Animal fats like butter 🧈, lard, tallow, duck fat have what chefs call a “flavor profile” because they naturally contain:
- Aromatic compounds (like butyric acid in butter) → gives that rich, buttery smell.
- Fat-soluble vitamins (A, D, E, K) → slightly sweet, “round” taste.
- Maillard reaction boost → when eggs or meat hit a hot pan with animal fat, the browned bits smell more savory.
Meanwhile, most refined seed oils (corn, soybean, sunflower, canola) are stripped of flavor during industrial processing (bleached, deodorized, refined). That’s why they smell neutral, sometimes even a little chemical if overheated. They don’t “carry” the egg aroma the same way.
That’s why eggs fried in butter or lard have that mouthwatering, homey smell your kitchen had—while eggs in seed oil can taste flat, sometimes even greasy or burnt.
👉 In short:
- Animal fats = smell and flavor enhancer, old-school kitchen vibes.
- Seed oils = designed to be odorless and invisible, but less satisfying.
💡 There’s a key cooking science point: the smoke point affects texture.
Here’s how it plays out in practice:
-
Seed oils (sunflower, corn, canola, soybean)
- High smoke points (200–230 °C / 390–450 °F).
- Great for deep frying (chicken wings, French fries, potato chips).
- Because they can withstand high heat, people often crank the pan too hot → eggs turn rubbery, beef steak dries out, veggies lose tenderness.
-
Animal fats (butter, lard, tallow, duck fat)
- Moderate smoke points (butter ~150 °C, lard ~190 °C, tallow ~200 °C).
- Perfect for shallow frying, sautéing, pan-searing.
- Force you to cook at slightly lower, gentler heat → eggs stay tender, steak sears golden brown outside but remains juicy inside.
- Bonus: they add aroma and richness instead of staying neutral.
That’s why chefs often pair the fat to the dish:
- High smoke point oils for crunchy fried foods that need sustained high temp.
- Animal fats for flavor-driven dishes (eggs, steaks, veggies) where tenderness matters more than extreme crispiness.
👉 Cooking eggs or steak in seed oil often leads to overcooking because the pan temperature gets away from you. With butter or lard, the natural limit of the fat keeps the cooking gentler, almost like a built-in safeguard for tenderness.
Banning raw milk, but not seed oils. Raw milk has been consumed for thousands of years. It nourished entire civilizations, every mammal on earth is raised on it.
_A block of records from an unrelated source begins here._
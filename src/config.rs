//! Bridge Configuration
//!
//! Loaded from a TOML file; every section and field has a default so an
//! empty (or absent) file yields a runnable setup.

use anyhow::{Context, Result};
use cnc_bridge_shared::timing;
use serde::Deserialize;
use std::path::{Path, PathBuf};
use std::time::Duration;

#[derive(Debug, Clone, Default, Deserialize)]
#[serde(default)]
pub struct BridgeConfig {
    pub controller: ControllerConfig,
    pub polling: PollingConfig,
    pub log: LogConfig,
}

#[derive(Debug, Clone, Deserialize)]
#[serde(default)]
pub struct ControllerConfig {
    /// Name used in logs
    pub name: String,
    /// Controller INI file (machine description and tool table location)
    pub ini_path: Option<PathBuf>,
    /// Directory uploaded programs are written to before opening
    pub staging_dir: PathBuf,
    /// Launch the controller when the bridge starts
    pub autostart: bool,
    /// Upper bound on waiting for a launched controller to answer polls (ms)
    pub start_timeout_ms: u64,
}

impl Default for ControllerConfig {
    fn default() -> Self {
        Self {
            name: "controller".into(),
            ini_path: None,
            staging_dir: std::env::temp_dir(),
            autostart: false,
            start_timeout_ms: timing::START_TIMEOUT_MS,
        }
    }
}

impl ControllerConfig {
    pub fn start_timeout(&self) -> Duration {
        Duration::from_millis(self.start_timeout_ms)
    }
}

#[derive(Debug, Clone, Deserialize)]
#[serde(default)]
pub struct PollingConfig {
    pub status_interval_ms: u64,
    pub error_interval_ms: u64,
}

impl Default for PollingConfig {
    fn default() -> Self {
        Self {
            status_interval_ms: timing::STATUS_POLL_INTERVAL_MS,
            error_interval_ms: timing::ERROR_POLL_INTERVAL_MS,
        }
    }
}

impl PollingConfig {
    pub fn status_interval(&self) -> Duration {
        Duration::from_millis(self.status_interval_ms.max(1))
    }

    pub fn error_interval(&self) -> Duration {
        Duration::from_millis(self.error_interval_ms.max(1))
    }
}

#[derive(Debug, Clone, Deserialize)]
#[serde(default)]
pub struct LogConfig {
    /// Default filter directive; `RUST_LOG` takes precedence
    pub level: String,
    /// Emit JSON lines instead of human readable output
    pub json: bool,
}

impl Default for LogConfig {
    fn default() -> Self {
        Self {
            level: "info".into(),
            json: false,
        }
    }
}

impl BridgeConfig {
    pub fn from_toml_str(text: &str) -> Result<Self> {
        toml::from_str(text).context("Invalid bridge configuration")
    }

    /// Load from `path`. A missing file is an error.
    pub fn load(path: &Path) -> Result<Self> {
        let text = std::fs::read_to_string(path)
            .with_context(|| format!("Failed to read config file {}", path.display()))?;
        Self::from_toml_str(&text)
            .with_context(|| format!("Failed to parse config file {}", path.display()))
    }
}
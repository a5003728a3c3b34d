//! Machine lifecycle and state handlers

use cnc_bridge_shared::{codes, timing, CommandResult, Reply, ReplyBody, TaskState};
use serde::Deserialize;
use std::time::Duration;
use tokio::time::Instant;
use tracing::{error, info};

use crate::context::AppContext;
use crate::link::Action;

#[derive(Debug, Deserialize)]
pub struct SetStateArgs {
    pub state: TaskState,
}

/// Launch the controller and wait until it answers status polls
pub async fn start_cnc(ctx: &AppContext) -> Reply {
    let name = ctx.link.name();
    if ctx.status_poller.poll_status().await.is_some() {
        info!("[CNC] {} already running, ignoring start", name);
        return CommandResult::new(codes::ALREADY_RUNNING, "already running").into();
    }

    info!("[CNC] Starting {}", name);
    if let Err(e) = ctx.link.launch().await {
        error!("[CNC] Failed to launch {}: {}", name, e);
        return CommandResult::new(codes::START_FAILED, format!("controller start error: {}", e))
            .into();
    }

    let deadline = Instant::now() + ctx.start_timeout;
    while ctx.status_poller.poll_status().await.is_none() {
        if Instant::now() >= deadline {
            error!("[CNC] {} did not come up within {:?}", name, ctx.start_timeout);
            return CommandResult::new(codes::START_FAILED, "controller start timed out").into();
        }
        tokio::time::sleep(Duration::from_millis(timing::START_POLL_INTERVAL_MS)).await;
    }

    ctx.error_poller.reset_channel().await;
    info!("[CNC] {} started", name);
    CommandResult::ok().into()
}

/// Ask the controller to exit
pub async fn stop_cnc(ctx: &AppContext) -> Reply {
    match ctx.link.shutdown().await {
        Ok(()) => {
            info!("[CNC] Stopping {}", ctx.link.name());
            ctx.status_poller.poll_status().await;
            CommandResult::ok().into()
        }
        Err(e) => {
            error!("[CNC] Failed to stop {}: {}", ctx.link.name(), e);
            CommandResult::new(codes::COMMAND_ERROR, format!("controller stop error: {}", e)).into()
        }
    }
}

/// Latest cached status in wire form
pub async fn current_state(ctx: &AppContext) -> Reply {
    match ctx.cache.snapshot().await {
        Some(status) => Reply::status(&status),
        None => CommandResult::not_running().into(),
    }
}

pub async fn set_state(ctx: &AppContext, args: SetStateArgs) -> Reply {
    ctx.executor
        .execute(&Action::State(args.state), timing::STATE_TIMEOUT)
        .await
        .into()
}

/// Static machine description read from the INI at startup
pub fn ini_params(ctx: &AppContext) -> Reply {
    let result = if ctx.machine.axis_num == 0 {
        CommandResult::new(codes::NOT_FOUND, "no axis info found")
    } else {
        CommandResult::ok()
    };
    Reply::new(result, ReplyBody::Machine(ctx.machine.clone()))
}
Yet in the 20th century, gov*******s banned its sale
They called it unsafe. Meanwhile, seed oils, once industrial waste - were legalized, subsidized, and promoted as “heart healthy”, despite clear evidence linking them to obesity, inflammation, infertility, and heart disease. There are zero medically verified deaths from raw milk in modern records, but hundreds of thousands die each year from diseases tied to processed food and seed oils. So why is real food criminalized, and why is “safety” only enforced when it protects corporate profits?